Saved data entries:
——————————
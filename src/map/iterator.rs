use core::{fmt, iter::FusedIterator, marker::PhantomData};

use super::{
  super::{
    arena::{Arena, Slot},
    node::{Link, Node},
  },
  SkipMap,
};

/// An iterator over the entries of a skipmap, in key order.
pub struct Iter<'a, K, V> {
  arena: &'a Arena<K, V>,
  next: Link,
  remaining: usize,
}

impl<K, V> Clone for Iter<'_, K, V> {
  #[inline]
  fn clone(&self) -> Self {
    Self {
      arena: self.arena,
      next: self.next,
      remaining: self.remaining,
    }
  }
}

impl<K: fmt::Debug, V: fmt::Debug> fmt::Debug for Iter<'_, K, V> {
  fn fmt(&self, f: &mut fmt::Formatter<'_>) -> fmt::Result {
    f.debug_list().entries(self.clone()).finish()
  }
}

impl<'a, K, V> Iter<'a, K, V> {
  #[inline]
  pub(super) const fn new(arena: &'a Arena<K, V>, first: Link, len: usize) -> Self {
    Self {
      arena,
      next: first,
      remaining: len,
    }
  }
}

impl<'a, K, V> Iterator for Iter<'a, K, V> {
  type Item = (&'a K, &'a V);

  #[inline]
  fn next(&mut self) -> Option<Self::Item> {
    let idx = self.next?;
    let node = self.arena.node(idx);
    self.next = node.next(0);
    self.remaining -= 1;
    Some((&node.key, &node.value))
  }

  #[inline]
  fn size_hint(&self) -> (usize, Option<usize>) {
    (self.remaining, Some(self.remaining))
  }
}

impl<K, V> ExactSizeIterator for Iter<'_, K, V> {}

impl<K, V> FusedIterator for Iter<'_, K, V> {}

/// A mutable iterator over the entries of a skipmap, in key order.
pub struct IterMut<'a, K, V> {
  slots: *mut Slot<K, V>,
  next: Link,
  remaining: usize,
  _marker: PhantomData<&'a mut Node<K, V>>,
}

// Safety: IterMut hands out `&K` and `&mut V`, the same as `&'a mut Arena<K, V>` would.
unsafe impl<K: Sync, V: Send> Send for IterMut<'_, K, V> {}
unsafe impl<K: Sync, V: Sync> Sync for IterMut<'_, K, V> {}

impl<'a, K, V> IterMut<'a, K, V> {
  #[inline]
  pub(super) fn new(arena: &'a mut Arena<K, V>, first: Link, len: usize) -> Self {
    Self {
      slots: arena.as_mut_ptr(),
      next: first,
      remaining: len,
      _marker: PhantomData,
    }
  }
}

impl<'a, K, V> Iterator for IterMut<'a, K, V> {
  type Item = (&'a K, &'a mut V);

  #[inline]
  fn next(&mut self) -> Option<Self::Item> {
    let idx = self.next?;

    // Safety: `idx` comes from a level-0 link, so it is an occupied slot of the
    // arena this iterator mutably borrows for `'a`. Level 0 is acyclic and every
    // node is visited once, so the returned borrows never alias.
    let slot: &'a mut Slot<K, V> = unsafe { &mut *self.slots.add(idx as usize) };
    let Node { key, value, tower } = slot.node_mut();
    self.next = tower[0];
    self.remaining -= 1;
    Some((&*key, value))
  }

  #[inline]
  fn size_hint(&self) -> (usize, Option<usize>) {
    (self.remaining, Some(self.remaining))
  }
}

impl<K, V> ExactSizeIterator for IterMut<'_, K, V> {}

impl<K, V> FusedIterator for IterMut<'_, K, V> {}

/// An iterator over the keys of a skipmap, in order.
pub struct Keys<'a, K, V>(pub(super) Iter<'a, K, V>);

impl<K, V> Clone for Keys<'_, K, V> {
  #[inline]
  fn clone(&self) -> Self {
    Self(self.0.clone())
  }
}

impl<'a, K, V> Iterator for Keys<'a, K, V> {
  type Item = &'a K;

  #[inline]
  fn next(&mut self) -> Option<Self::Item> {
    self.0.next().map(|(k, _)| k)
  }

  #[inline]
  fn size_hint(&self) -> (usize, Option<usize>) {
    self.0.size_hint()
  }
}

impl<K, V> ExactSizeIterator for Keys<'_, K, V> {}

impl<K, V> FusedIterator for Keys<'_, K, V> {}

/// An iterator over the values of a skipmap, in key order.
pub struct Values<'a, K, V>(pub(super) Iter<'a, K, V>);

impl<K, V> Clone for Values<'_, K, V> {
  #[inline]
  fn clone(&self) -> Self {
    Self(self.0.clone())
  }
}

impl<'a, K, V> Iterator for Values<'a, K, V> {
  type Item = &'a V;

  #[inline]
  fn next(&mut self) -> Option<Self::Item> {
    self.0.next().map(|(_, v)| v)
  }

  #[inline]
  fn size_hint(&self) -> (usize, Option<usize>) {
    self.0.size_hint()
  }
}

impl<K, V> ExactSizeIterator for Values<'_, K, V> {}

impl<K, V> FusedIterator for Values<'_, K, V> {}

/// A mutable iterator over the values of a skipmap, in key order.
pub struct ValuesMut<'a, K, V>(pub(super) IterMut<'a, K, V>);

impl<'a, K, V> Iterator for ValuesMut<'a, K, V> {
  type Item = &'a mut V;

  #[inline]
  fn next(&mut self) -> Option<Self::Item> {
    self.0.next().map(|(_, v)| v)
  }

  #[inline]
  fn size_hint(&self) -> (usize, Option<usize>) {
    self.0.size_hint()
  }
}

impl<K, V> ExactSizeIterator for ValuesMut<'_, K, V> {}

impl<K, V> FusedIterator for ValuesMut<'_, K, V> {}

/// An owning iterator over the entries of a skipmap, in key order.
pub struct IntoIter<K, V, C, R> {
  map: SkipMap<K, V, C, R>,
}

impl<K, V, C, R> IntoIter<K, V, C, R> {
  #[inline]
  pub(super) fn new(map: SkipMap<K, V, C, R>) -> Self {
    Self { map }
  }
}

impl<K, V, C, R> Iterator for IntoIter<K, V, C, R> {
  type Item = (K, V);

  #[inline]
  fn next(&mut self) -> Option<Self::Item> {
    self.map.pop_first()
  }

  #[inline]
  fn size_hint(&self) -> (usize, Option<usize>) {
    (self.map.len(), Some(self.map.len()))
  }
}

impl<K, V, C, R> ExactSizeIterator for IntoIter<K, V, C, R> {}

impl<K, V, C, R> FusedIterator for IntoIter<K, V, C, R> {}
——————————
■ About this task
Output the data exactly, in full.

■ Your solution
filename src/map/iterator.rs
use core::{fmt, iter::FusedIterator, marker::PhantomData};

use super::{
  super::{
    arena::{Arena, Slot},
    node::{Link, Node},
  },
  SkipMap,
};

/// An iterator over the entries of a skipmap, in key order.
pub struct Iter<'a, K, V> {
  arena: &'a Arena<K, V>,
  next: Link,
  remaining: usize,
}

impl<K, V> Clone for Iter<'_, K, V> {
  #[inline]
  fn clone(&self) -> Self {
    Self {
      arena: self.arena,
      next: self.next,
      remaining: self.remaining,
    }
  }
}

impl<K: fmt::Debug, V: fmt::Debug> fmt::Debug for Iter<'_, K, V> {
  fn fmt(&self, f: &mut fmt::Formatter<'_>) -> fmt::Result {
    f.debug_list().entries(self.clone()).finish()
  }
}

impl<'a, K, V> Iter<'a, K, V> {
  #[inline]
  pub(super) const fn new(arena: &'a Arena<K, V>, first: Link, len: usize) -> Self {
    Self {
      arena,
      next: first,
      remaining: len,
    }
  }
}

impl<'a, K, V> Iterator for Iter<'a, K, V> {
  type Item = (&'a K, &'a V);

  #[inline]
  fn next(&mut self) -> Option<Self::Item> {
    let idx = self.next?;
    let node = self.arena.node(idx);
    self.next = node.next(0);
    self.remaining -= 1;
    Some((&node.key, &node.value))
  }

  #[inline]
  fn size_hint(&self) -> (usize, Option<usize>) {
    (self.remaining, Some(self.remaining))
  }
}

impl<K, V> ExactSizeIterator for Iter<'_, K, V> {}

impl<K, V> FusedIterator for Iter<'_, K, V> {}

/// A mutable iterator over the entries of a skipmap, in key order.
pub struct IterMut<'a, K, V> {
  slots: *mut Slot<K, V>,
  next: Link,
  remaining: usize,
  _marker: PhantomData<&'a mut Node<K, V>>,
}

// Safety: IterMut hands out `&K` and `&mut V`, the same as `&'a mut Arena<K, V>` would.
unsafe impl<K: Sync, V: Send> Send for IterMut<'_, K, V> {}
unsafe impl<K: Sync, V: Sync> Sync for IterMut<'_, K, V> {}

impl<'a, K, V> IterMut<'a, K, V> {
  #[inline]
  pub(super) fn new(arena: &'a mut Arena<K, V>, first: Link, len: usize) -> Self {
    Self {
      slots: arena.as_mut_ptr(),
      next: first,
      remaining: len,
      _marker: PhantomData,
    }
  }
}

impl<'a, K, V> Iterator for IterMut<'a, K, V> {
  type Item = (&'a K, &'a mut V);

  #[inline]
  fn next(&mut self) -> Option<Self::Item> {
    let idx = self.next?;

    // Safety: `idx` comes from a level-0 link, so it is an occupied slot of the
    // arena this iterator mutably borrows for `'a`. Level 0 is acyclic and every
    // node is visited once, so the returned borrows never alias.
    let slot: &'a mut Slot<K, V> = unsafe { &mut *self.slots.add(idx as usize) };
    let Node { key, value, tower } = slot.node_mut();
    self.next = tower[0];
    self.remaining -= 1;
    Some((&*key, value))
  }

  #[inline]
  fn size_hint(&self) -> (usize, Option<usize>) {
    (self.remaining, Some(self.remaining))
  }
}

impl<K, V> ExactSizeIterator for IterMut<'_, K, V> {}

impl<K, V> FusedIterator for IterMut<'_, K, V> {}

/// An iterator over the keys of a skipmap, in order.
pub struct Keys<'a, K, V>(pub(super) Iter<'a, K, V>);

impl<K, V> Clone for Keys<'_, K, V> {
  #[inline]
  fn clone(&self) -> Self {
    Self(self.0.clone())
  }
}

impl<'a, K, V> Iterator for Keys<'a, K, V> {
  type Item = &'a K;

  #[inline]
  fn next(&mut self) -> Option<Self::Item> {
    self.0.next().map(|(k, _)| k)
  }

  #[inline]
  fn size_hint(&self) -> (usize, Option<usize>) {
    self.0.size_hint()
  }
}

impl<K, V> ExactSizeIterator for Keys<'_, K, V> {}

impl<K, V> FusedIterator for Keys<'_, K, V> {}

/// An iterator over the values of a skipmap, in key order.
pub struct Values<'a, K, V>(pub(super) Iter<'a, K, V>);

impl<K, V> Clone for Values<'_, K, V> {
  #[inline]
  fn clone(&self) -> Self {
    Self(self.0.clone())
  }
}

impl<'a, K, V> Iterator for Values<'a, K, V> {
  type Item = &'a V;

  #[inline]
  fn next(&mut self) -> Option<Self::Item> {
    self.0.next().map(|(_, v)| v)
  }

  #[inline]
  fn size_hint(&self) -> (usize, Option<usize>) {
    self.0.size_hint()
  }
}

impl<K, V> ExactSizeIterator for Values<'_, K, V> {}

impl<K, V> FusedIterator for Values<'_, K, V> {}

/// A mutable iterator over the values of a skipmap, in key order.
pub struct ValuesMut<'a, K, V>(pub(super) IterMut<'a, K, V>);

impl<'a, K, V> Iterator for ValuesMut<'a, K, V> {
  type Item = &'a mut V;

  #[inline]
  fn next(&mut self) -> Option<Self::Item> {
    self.0.next().map(|(_, v)| v)
  }

  #[inline]
  fn size_hint(&self) -> (usize, Option<usize>) {
    self.0.size_hint()
  }
}

impl<K, V> ExactSizeIterator for ValuesMut<'_, K, V> {}

impl<K, V> FusedIterator for ValuesMut<'_, K, V> {}

/// An owning iterator over the entries of a skipmap, in key order.
pub struct IntoIter<K, V, C, R> {
  map: SkipMap<K, V, C, R>,
}

impl<K, V, C, R> IntoIter<K, V, C, R> {
  #[inline]
  pub(super) fn new(map: SkipMap<K, V, C, R>) -> Self {
    Self { map }
  }
}

impl<K, V, C, R> Iterator for IntoIter<K, V, C, R> {
  type Item = (K, V);

  #[inline]
  fn next(&mut self) -> Option<Self::Item> {
    self.map.pop_first()
  }

  #[inline]
  fn size_hint(&self) -> (usize, Option<usize>) {
    (self.map.len(), Some(self.map.len()))
  }
}

impl<K, V, C, R> ExactSizeIterator for IntoIter<K, V, C, R> {}

impl<K, V, C, R> FusedIterator for IntoIter<K, V, C, R> {}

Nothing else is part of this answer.